▸ TASK REQUIREMENTS
Look below for the line containing "use crate::config::ComposerConfig;"; from there through the line containing "documents inside the output directory", both lines included, please set down each line exactly and nothing else.

[Saved entries]
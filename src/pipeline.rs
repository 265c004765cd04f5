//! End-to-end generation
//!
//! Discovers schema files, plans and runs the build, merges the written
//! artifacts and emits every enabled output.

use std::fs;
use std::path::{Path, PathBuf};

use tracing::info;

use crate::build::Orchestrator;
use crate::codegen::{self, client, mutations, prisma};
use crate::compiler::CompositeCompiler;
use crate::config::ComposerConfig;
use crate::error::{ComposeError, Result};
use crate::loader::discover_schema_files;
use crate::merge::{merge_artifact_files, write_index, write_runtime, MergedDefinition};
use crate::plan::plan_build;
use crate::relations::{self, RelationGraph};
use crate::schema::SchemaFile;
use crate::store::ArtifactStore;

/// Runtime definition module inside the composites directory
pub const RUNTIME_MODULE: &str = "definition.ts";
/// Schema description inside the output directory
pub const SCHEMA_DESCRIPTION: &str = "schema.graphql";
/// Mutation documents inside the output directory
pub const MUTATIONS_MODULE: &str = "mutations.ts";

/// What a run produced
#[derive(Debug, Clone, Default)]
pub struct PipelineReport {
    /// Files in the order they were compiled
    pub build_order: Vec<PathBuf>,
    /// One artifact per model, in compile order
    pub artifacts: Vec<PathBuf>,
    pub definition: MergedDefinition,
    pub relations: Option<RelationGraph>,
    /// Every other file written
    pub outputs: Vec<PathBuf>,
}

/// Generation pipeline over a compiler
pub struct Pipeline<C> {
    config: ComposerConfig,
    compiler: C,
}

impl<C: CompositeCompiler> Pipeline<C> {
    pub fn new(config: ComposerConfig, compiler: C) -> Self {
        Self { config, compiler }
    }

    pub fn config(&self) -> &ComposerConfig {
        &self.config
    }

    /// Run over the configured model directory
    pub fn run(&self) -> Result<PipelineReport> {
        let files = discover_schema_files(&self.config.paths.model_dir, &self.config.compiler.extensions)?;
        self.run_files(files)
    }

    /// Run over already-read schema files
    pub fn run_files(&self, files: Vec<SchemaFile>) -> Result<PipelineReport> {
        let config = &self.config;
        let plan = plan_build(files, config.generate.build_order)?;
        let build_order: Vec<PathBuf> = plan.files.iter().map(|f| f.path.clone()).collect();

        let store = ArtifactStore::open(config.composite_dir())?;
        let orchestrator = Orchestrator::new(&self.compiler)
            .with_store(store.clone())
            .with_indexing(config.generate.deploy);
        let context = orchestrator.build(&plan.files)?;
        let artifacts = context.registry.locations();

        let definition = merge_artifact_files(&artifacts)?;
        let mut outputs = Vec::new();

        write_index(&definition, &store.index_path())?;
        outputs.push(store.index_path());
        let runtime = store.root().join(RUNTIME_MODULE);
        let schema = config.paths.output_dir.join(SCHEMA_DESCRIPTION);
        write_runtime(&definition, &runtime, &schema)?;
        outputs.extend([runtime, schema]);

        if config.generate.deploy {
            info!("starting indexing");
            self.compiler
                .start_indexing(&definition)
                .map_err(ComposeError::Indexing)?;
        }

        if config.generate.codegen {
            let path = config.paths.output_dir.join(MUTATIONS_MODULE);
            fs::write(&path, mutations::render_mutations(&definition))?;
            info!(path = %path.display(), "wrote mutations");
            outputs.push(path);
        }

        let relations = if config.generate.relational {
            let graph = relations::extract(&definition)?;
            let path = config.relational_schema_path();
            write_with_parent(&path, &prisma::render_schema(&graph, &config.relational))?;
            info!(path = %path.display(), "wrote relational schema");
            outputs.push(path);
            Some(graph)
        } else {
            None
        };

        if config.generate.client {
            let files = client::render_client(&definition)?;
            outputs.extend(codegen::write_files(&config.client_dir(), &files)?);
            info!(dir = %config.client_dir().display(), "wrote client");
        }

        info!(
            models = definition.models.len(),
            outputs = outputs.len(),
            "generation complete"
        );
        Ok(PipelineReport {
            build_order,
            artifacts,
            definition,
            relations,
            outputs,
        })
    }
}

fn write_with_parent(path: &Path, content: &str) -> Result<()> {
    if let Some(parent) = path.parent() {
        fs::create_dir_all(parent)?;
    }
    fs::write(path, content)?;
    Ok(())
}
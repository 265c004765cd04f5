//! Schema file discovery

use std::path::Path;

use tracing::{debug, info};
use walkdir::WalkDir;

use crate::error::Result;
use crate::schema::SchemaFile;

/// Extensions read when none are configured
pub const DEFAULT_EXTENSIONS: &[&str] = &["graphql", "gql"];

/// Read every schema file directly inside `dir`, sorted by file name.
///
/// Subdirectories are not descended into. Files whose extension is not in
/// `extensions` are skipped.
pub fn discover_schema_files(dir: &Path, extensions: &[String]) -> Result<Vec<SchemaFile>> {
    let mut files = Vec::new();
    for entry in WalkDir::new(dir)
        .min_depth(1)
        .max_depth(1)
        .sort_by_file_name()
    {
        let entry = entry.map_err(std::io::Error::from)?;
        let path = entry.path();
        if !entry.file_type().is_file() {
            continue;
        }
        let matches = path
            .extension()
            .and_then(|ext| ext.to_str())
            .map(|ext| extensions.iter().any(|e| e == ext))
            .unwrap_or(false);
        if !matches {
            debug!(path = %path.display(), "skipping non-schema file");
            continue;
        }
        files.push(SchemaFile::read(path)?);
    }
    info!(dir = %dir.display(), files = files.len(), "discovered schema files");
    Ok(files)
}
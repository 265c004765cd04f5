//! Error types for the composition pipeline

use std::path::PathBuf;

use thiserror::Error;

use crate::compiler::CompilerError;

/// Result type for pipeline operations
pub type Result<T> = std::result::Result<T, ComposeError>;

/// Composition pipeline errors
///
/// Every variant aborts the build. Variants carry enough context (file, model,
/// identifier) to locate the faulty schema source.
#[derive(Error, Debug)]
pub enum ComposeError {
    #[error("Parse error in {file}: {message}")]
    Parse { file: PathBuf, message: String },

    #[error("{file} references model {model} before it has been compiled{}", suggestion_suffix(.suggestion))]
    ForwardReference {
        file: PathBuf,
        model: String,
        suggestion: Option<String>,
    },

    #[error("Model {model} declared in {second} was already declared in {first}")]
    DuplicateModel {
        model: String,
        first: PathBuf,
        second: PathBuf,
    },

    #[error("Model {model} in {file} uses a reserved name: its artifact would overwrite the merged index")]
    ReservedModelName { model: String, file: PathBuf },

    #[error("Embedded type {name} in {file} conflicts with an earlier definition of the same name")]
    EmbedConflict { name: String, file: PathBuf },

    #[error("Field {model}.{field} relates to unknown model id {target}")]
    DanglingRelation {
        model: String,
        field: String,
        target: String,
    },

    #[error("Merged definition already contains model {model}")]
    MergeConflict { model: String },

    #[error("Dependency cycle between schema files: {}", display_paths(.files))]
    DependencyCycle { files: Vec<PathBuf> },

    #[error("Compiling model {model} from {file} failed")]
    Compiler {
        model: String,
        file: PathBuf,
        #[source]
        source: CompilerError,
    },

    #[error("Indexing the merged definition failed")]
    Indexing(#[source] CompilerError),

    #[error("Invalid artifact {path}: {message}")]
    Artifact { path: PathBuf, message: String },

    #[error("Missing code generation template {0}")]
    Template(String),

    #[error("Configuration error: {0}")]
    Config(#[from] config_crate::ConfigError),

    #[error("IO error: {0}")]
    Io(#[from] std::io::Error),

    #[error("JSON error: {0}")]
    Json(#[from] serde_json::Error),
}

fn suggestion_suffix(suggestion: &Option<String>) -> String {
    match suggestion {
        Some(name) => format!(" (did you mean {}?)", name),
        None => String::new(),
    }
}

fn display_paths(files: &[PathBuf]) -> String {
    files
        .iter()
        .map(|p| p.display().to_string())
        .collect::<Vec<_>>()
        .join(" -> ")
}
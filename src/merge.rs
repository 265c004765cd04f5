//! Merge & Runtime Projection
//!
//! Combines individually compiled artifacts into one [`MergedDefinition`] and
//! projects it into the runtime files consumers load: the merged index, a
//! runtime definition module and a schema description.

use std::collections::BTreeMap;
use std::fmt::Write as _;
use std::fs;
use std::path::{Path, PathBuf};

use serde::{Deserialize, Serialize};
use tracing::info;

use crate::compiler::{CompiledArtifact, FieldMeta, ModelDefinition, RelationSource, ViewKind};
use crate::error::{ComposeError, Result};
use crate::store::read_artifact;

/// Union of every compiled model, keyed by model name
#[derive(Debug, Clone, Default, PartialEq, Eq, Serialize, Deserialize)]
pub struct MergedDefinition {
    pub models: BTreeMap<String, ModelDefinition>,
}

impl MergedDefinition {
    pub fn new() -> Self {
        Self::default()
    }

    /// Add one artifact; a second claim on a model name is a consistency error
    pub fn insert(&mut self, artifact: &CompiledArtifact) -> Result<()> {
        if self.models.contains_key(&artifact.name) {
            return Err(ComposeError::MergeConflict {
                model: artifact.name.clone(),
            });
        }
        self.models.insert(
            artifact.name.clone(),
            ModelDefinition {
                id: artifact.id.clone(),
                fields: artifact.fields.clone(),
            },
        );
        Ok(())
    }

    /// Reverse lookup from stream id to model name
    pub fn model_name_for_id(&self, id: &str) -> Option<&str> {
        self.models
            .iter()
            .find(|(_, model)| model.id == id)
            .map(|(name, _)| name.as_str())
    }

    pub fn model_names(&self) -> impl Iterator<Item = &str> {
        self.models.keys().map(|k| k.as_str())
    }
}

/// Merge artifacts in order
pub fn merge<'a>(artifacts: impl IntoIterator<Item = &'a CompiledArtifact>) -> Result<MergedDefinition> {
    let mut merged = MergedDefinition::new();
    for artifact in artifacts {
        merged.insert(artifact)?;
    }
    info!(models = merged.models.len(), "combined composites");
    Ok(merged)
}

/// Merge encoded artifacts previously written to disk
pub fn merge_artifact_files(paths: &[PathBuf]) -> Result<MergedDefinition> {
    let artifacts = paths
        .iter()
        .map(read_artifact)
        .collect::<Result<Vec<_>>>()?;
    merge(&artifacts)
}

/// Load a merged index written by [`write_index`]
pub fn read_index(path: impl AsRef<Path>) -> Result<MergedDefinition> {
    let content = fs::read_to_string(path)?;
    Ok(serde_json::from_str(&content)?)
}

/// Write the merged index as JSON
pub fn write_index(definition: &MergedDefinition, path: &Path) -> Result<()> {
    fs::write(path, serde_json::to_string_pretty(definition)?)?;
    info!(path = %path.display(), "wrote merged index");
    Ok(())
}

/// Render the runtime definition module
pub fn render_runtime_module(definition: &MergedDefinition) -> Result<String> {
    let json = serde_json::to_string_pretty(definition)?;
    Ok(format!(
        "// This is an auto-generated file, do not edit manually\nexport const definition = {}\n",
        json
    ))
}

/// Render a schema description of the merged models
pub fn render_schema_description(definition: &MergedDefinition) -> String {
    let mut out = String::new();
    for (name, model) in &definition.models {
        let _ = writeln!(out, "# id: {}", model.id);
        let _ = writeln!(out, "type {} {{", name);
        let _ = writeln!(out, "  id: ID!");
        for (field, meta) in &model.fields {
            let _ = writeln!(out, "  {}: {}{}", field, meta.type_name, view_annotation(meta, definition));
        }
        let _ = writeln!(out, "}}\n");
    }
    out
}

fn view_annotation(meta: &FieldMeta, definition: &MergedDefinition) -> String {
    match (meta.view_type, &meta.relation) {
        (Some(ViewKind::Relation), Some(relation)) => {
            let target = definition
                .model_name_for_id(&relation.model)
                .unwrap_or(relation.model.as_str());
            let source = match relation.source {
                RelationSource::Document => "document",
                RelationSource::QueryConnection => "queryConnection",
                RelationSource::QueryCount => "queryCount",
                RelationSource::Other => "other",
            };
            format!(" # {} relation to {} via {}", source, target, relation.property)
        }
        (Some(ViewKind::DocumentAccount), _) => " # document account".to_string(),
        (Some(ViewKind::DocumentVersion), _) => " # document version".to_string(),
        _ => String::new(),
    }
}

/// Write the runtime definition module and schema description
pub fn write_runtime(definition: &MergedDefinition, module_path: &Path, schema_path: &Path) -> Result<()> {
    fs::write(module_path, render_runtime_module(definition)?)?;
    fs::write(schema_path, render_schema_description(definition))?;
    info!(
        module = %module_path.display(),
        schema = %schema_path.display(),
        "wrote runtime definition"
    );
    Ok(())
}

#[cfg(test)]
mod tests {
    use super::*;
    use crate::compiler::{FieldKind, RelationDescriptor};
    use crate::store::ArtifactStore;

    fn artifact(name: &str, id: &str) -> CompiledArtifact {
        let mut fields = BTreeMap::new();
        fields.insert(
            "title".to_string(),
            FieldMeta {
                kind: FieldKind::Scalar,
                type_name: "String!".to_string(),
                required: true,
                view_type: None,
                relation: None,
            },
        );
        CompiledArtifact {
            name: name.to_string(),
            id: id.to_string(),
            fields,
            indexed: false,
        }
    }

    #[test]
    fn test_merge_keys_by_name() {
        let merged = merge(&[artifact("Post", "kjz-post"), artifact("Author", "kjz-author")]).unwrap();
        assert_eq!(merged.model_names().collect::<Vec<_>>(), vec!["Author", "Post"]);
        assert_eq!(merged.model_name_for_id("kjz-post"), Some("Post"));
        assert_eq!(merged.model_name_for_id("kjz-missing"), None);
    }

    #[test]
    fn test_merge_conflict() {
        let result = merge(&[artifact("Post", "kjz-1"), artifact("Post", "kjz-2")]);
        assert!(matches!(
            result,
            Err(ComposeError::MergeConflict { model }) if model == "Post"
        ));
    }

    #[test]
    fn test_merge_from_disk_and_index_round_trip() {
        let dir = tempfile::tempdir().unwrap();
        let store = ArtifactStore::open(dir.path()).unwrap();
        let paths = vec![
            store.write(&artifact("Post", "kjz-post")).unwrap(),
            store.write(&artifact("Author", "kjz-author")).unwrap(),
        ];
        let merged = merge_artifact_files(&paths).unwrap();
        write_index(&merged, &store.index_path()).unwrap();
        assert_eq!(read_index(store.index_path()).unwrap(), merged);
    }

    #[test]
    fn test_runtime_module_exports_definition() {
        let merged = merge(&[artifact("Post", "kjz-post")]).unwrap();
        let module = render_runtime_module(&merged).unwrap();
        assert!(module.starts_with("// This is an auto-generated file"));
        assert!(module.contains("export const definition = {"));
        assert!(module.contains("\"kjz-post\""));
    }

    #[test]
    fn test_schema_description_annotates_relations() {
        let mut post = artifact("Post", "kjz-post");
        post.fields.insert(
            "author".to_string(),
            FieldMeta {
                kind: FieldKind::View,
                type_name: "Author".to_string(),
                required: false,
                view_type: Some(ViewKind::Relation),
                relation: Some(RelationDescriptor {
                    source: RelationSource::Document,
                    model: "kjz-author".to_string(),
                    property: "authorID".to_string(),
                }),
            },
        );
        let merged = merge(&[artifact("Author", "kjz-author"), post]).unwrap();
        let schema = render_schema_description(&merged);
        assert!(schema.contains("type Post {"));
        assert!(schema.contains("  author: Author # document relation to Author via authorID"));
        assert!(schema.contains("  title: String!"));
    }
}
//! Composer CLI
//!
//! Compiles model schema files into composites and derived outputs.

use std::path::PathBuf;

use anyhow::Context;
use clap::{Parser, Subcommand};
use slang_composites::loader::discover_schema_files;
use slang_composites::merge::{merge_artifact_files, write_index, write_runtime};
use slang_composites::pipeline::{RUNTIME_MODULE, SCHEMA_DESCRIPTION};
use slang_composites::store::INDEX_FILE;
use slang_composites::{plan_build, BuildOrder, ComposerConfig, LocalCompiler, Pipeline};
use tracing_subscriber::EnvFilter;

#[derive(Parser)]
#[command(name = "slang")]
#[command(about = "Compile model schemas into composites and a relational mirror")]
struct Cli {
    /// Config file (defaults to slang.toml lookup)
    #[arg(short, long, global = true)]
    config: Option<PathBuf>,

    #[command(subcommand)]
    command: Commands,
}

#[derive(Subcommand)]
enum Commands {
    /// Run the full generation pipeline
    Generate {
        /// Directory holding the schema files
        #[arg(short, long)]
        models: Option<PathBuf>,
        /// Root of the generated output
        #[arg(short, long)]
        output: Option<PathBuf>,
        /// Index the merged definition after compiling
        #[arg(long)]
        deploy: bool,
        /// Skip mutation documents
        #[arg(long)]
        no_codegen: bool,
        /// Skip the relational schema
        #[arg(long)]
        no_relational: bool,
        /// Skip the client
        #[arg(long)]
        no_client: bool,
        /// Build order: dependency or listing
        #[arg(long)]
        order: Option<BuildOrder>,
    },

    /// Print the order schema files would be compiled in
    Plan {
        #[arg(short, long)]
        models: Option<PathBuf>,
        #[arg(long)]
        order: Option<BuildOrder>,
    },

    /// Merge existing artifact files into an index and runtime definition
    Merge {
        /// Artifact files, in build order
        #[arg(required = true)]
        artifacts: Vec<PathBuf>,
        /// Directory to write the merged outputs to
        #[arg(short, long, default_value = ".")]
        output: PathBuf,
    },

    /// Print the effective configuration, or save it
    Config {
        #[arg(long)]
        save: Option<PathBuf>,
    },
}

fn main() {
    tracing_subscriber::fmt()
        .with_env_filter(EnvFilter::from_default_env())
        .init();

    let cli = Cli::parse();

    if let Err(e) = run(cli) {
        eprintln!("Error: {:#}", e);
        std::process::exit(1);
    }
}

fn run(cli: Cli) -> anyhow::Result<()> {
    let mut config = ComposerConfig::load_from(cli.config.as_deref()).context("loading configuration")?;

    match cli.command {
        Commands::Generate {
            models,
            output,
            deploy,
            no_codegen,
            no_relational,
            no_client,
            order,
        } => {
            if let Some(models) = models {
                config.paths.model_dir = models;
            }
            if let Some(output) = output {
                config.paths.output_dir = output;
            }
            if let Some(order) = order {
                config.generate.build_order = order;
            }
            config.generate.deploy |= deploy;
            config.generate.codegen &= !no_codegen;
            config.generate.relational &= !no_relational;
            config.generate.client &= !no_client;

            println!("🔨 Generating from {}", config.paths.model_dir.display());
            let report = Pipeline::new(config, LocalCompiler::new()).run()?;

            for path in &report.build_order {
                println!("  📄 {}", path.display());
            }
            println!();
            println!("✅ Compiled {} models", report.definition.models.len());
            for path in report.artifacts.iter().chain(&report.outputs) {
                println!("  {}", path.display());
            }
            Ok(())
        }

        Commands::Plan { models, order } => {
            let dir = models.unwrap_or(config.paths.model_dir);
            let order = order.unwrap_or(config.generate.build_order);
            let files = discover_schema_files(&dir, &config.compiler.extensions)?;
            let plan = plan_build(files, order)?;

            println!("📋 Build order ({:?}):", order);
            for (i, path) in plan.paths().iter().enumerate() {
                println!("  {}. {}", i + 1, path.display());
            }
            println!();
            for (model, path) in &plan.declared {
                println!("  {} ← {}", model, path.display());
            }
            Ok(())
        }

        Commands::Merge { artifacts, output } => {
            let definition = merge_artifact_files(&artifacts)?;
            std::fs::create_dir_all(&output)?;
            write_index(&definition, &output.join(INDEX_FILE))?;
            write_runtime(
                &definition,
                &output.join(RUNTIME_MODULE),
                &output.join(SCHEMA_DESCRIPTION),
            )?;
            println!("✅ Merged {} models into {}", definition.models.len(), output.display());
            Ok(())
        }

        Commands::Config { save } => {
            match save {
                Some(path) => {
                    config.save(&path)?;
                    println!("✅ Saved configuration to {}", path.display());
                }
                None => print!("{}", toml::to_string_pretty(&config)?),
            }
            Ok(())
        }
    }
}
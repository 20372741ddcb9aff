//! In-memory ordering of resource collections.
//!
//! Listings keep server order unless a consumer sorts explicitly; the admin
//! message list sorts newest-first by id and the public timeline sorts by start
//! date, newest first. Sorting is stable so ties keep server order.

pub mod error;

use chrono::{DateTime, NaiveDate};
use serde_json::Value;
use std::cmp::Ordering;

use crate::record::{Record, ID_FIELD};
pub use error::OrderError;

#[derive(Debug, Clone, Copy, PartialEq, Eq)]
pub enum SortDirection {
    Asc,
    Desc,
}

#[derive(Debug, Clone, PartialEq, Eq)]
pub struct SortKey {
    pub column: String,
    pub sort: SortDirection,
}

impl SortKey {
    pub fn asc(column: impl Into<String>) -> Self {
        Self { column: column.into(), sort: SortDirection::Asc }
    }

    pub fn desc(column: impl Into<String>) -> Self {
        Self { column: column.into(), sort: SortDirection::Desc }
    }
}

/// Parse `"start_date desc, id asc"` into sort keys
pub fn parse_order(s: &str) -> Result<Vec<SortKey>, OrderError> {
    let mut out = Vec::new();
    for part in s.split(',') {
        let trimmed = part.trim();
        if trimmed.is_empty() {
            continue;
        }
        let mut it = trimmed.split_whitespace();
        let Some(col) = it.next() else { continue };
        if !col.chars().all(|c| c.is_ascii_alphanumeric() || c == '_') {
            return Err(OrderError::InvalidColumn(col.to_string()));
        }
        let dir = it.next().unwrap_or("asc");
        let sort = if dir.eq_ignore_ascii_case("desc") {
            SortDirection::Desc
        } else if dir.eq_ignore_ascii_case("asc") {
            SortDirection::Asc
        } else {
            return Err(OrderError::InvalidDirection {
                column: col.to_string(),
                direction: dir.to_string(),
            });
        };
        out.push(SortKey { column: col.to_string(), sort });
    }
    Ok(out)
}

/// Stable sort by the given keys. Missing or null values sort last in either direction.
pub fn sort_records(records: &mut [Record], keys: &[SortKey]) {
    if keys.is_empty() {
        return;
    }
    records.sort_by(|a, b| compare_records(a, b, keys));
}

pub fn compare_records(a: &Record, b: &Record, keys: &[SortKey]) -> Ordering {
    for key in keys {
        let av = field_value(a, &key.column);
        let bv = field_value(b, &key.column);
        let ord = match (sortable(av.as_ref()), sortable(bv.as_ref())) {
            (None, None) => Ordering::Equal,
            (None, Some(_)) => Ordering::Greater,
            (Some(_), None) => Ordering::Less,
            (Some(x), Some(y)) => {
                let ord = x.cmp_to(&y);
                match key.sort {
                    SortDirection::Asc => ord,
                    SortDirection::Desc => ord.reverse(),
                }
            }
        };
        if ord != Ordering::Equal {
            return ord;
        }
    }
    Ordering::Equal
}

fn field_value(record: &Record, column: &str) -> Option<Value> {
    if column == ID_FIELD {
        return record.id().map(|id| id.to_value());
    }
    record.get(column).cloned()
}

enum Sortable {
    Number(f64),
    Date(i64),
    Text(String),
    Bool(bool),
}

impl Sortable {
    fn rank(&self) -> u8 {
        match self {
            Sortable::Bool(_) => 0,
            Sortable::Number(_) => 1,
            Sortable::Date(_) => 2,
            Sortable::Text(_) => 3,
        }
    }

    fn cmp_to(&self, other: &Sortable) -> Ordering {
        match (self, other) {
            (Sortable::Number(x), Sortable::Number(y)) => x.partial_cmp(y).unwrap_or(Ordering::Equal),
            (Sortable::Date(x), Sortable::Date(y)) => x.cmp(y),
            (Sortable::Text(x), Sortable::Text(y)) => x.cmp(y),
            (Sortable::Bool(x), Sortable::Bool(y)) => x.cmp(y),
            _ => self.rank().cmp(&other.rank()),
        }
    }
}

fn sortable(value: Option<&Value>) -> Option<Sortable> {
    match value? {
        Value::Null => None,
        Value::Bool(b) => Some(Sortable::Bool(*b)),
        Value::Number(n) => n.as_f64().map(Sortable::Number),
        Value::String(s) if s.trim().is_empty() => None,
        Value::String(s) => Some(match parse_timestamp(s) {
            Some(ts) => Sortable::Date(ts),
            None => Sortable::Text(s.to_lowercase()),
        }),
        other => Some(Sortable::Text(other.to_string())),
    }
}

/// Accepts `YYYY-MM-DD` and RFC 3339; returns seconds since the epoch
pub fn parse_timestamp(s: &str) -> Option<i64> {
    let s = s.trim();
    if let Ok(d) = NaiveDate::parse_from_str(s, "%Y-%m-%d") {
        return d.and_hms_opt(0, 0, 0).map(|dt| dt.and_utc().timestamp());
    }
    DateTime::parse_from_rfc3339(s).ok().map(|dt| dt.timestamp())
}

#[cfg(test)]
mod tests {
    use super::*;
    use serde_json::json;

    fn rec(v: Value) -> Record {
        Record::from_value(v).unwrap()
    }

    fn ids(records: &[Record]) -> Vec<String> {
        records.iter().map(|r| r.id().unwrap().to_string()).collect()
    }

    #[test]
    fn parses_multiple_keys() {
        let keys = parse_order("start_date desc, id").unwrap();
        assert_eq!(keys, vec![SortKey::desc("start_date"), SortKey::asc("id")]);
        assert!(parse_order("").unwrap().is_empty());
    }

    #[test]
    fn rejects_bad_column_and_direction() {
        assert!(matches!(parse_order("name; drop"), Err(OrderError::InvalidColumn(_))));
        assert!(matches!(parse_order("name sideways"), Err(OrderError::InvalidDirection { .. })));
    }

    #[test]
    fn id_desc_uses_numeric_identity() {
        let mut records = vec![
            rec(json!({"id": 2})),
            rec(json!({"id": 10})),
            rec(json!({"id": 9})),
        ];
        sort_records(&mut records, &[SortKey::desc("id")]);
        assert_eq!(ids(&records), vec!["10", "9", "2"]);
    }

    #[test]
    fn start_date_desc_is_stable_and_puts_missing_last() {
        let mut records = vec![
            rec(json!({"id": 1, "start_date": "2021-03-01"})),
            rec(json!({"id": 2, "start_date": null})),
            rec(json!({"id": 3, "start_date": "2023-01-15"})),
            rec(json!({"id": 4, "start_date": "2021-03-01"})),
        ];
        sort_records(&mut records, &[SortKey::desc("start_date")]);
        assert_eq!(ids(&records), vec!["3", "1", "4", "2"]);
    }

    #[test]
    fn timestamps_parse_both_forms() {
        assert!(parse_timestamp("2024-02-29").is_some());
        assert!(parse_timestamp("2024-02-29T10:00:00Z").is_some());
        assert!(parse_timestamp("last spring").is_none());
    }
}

▸ WRITTEN REPLY
use crate::config::ComposerConfig;
use crate::error::{ComposeError, Result};
use crate::loader::discover_schema_files;
use crate::merge::{merge_artifact_files, write_index, write_runtime, MergedDefinition};
use crate::plan::plan_build;
use crate::relations::{self, RelationGraph};
use crate::schema::SchemaFile;
use crate::store::ArtifactStore;

/// Runtime definition module inside the composites directory
pub const RUNTIME_MODULE: &str = "definition.ts";
/// Schema description inside the output directory
pub const SCHEMA_DESCRIPTION: &str = "schema.graphql";
/// Mutation documents inside the output directory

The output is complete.